## TASK DETAILS
Search the material for the string "query", then report how many lines hold it, with no other text.

******************************

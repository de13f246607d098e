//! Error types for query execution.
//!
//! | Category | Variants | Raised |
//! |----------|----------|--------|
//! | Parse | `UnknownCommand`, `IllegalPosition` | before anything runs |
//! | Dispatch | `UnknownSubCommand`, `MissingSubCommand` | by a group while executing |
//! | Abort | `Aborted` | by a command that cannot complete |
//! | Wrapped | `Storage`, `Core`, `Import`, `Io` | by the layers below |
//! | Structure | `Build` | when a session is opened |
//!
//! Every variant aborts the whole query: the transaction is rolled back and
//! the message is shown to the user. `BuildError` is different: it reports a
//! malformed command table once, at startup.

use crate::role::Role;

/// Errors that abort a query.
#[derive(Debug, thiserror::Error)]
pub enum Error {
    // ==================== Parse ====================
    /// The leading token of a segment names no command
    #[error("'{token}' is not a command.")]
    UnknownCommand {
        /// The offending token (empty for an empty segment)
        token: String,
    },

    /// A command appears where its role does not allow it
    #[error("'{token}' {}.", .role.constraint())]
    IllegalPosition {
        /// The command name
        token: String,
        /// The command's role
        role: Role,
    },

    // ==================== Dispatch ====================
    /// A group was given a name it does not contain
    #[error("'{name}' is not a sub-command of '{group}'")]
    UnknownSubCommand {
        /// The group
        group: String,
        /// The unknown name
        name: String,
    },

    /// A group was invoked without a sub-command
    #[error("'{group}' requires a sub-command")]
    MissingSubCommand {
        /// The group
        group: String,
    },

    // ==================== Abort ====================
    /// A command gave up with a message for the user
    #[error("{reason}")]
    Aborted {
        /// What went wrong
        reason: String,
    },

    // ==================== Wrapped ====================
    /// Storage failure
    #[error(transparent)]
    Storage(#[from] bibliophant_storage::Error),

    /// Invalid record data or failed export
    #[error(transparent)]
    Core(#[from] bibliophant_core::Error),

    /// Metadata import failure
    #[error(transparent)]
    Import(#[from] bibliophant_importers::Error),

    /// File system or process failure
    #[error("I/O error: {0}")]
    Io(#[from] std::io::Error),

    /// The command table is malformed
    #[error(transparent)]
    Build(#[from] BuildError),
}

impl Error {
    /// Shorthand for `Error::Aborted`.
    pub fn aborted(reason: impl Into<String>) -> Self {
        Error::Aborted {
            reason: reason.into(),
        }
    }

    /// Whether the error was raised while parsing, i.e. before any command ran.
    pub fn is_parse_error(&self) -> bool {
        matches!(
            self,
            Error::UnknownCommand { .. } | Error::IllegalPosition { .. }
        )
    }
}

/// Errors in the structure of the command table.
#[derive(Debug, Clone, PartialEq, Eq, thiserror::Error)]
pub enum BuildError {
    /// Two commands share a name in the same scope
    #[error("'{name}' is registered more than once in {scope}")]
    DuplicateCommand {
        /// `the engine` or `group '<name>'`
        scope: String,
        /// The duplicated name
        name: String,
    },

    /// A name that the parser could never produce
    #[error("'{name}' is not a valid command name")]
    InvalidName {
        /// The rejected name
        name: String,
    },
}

******************************

## RESPONSE
3